Exercise directions:
Set down every entry again exactly as it stands below.

BEGIN Data supplied

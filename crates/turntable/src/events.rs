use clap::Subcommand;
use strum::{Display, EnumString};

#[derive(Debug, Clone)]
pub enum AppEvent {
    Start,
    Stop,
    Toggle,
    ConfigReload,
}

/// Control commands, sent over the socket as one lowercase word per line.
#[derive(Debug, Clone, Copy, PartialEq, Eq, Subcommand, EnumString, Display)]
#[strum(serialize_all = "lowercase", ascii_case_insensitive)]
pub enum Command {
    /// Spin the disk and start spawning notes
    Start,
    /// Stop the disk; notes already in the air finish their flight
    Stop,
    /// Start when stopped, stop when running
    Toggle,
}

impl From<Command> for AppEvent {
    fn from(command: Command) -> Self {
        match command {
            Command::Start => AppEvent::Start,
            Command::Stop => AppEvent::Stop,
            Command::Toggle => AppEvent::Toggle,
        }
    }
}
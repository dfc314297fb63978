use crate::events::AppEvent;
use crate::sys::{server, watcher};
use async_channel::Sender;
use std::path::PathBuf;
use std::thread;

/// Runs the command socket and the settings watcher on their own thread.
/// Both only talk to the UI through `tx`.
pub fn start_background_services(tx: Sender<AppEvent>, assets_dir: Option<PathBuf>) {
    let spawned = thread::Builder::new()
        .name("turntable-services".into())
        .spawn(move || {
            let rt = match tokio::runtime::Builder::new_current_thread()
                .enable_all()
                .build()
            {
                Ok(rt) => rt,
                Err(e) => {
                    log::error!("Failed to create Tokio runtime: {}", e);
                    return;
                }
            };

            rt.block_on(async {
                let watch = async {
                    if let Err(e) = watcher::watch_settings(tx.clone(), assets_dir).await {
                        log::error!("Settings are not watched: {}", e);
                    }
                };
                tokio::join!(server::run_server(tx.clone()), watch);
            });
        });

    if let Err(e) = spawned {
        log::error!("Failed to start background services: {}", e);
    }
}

END Data supplied

Solution to this task:
filename crates/turntable/src/events.rs
use clap::Subcommand;
use strum::{Display, EnumString};

#[derive(Debug, Clone)]
pub enum AppEvent {
    Start,
    Stop,
    Toggle,
    ConfigReload,
}

/// Control commands, sent over the socket as one lowercase word per line.
#[derive(Debug, Clone, Copy, PartialEq, Eq, Subcommand, EnumString, Display)]
#[strum(serialize_all = "lowercase", ascii_case_insensitive)]
pub enum Command {
    /// Spin the disk and start spawning notes
    Start,
    /// Stop the disk; notes already in the air finish their flight
    Stop,
    /// Start when stopped, stop when running
    Toggle,
}

impl From<Command> for AppEvent {
    fn from(command: Command) -> Self {
        match command {
            Command::Start => AppEvent::Start,
            Command::Stop => AppEvent::Stop,
            Command::Toggle => AppEvent::Toggle,
        }
    }
}
repository dfc314297fb63978
use crate::events::AppEvent;
use crate::sys::{server, watcher};
use async_channel::Sender;
use std::path::PathBuf;
use std::thread;

/// Runs the command socket and the settings watcher on their own thread.
/// Both only talk to the UI through `tx`.
pub fn start_background_services(tx: Sender<AppEvent>, assets_dir: Option<PathBuf>) {
    let spawned = thread::Builder::new()
        .name("turntable-services".into())
        .spawn(move || {
            let rt = match tokio::runtime::Builder::new_current_thread()
                .enable_all()
                .build()
            {
                Ok(rt) => rt,
                Err(e) => {
                    log::error!("Failed to create Tokio runtime: {}", e);
                    return;
                }
            };

            rt.block_on(async {
                let watch = async {
                    if let Err(e) = watcher::watch_settings(tx.clone(), assets_dir).await {
                        log::error!("Settings are not watched: {}", e);
                    }
                };
                tokio::join!(server::run_server(tx.clone()), watch);
            });
        });

    if let Err(e) = spawned {
        log::error!("Failed to start background services: {}", e);
    }
}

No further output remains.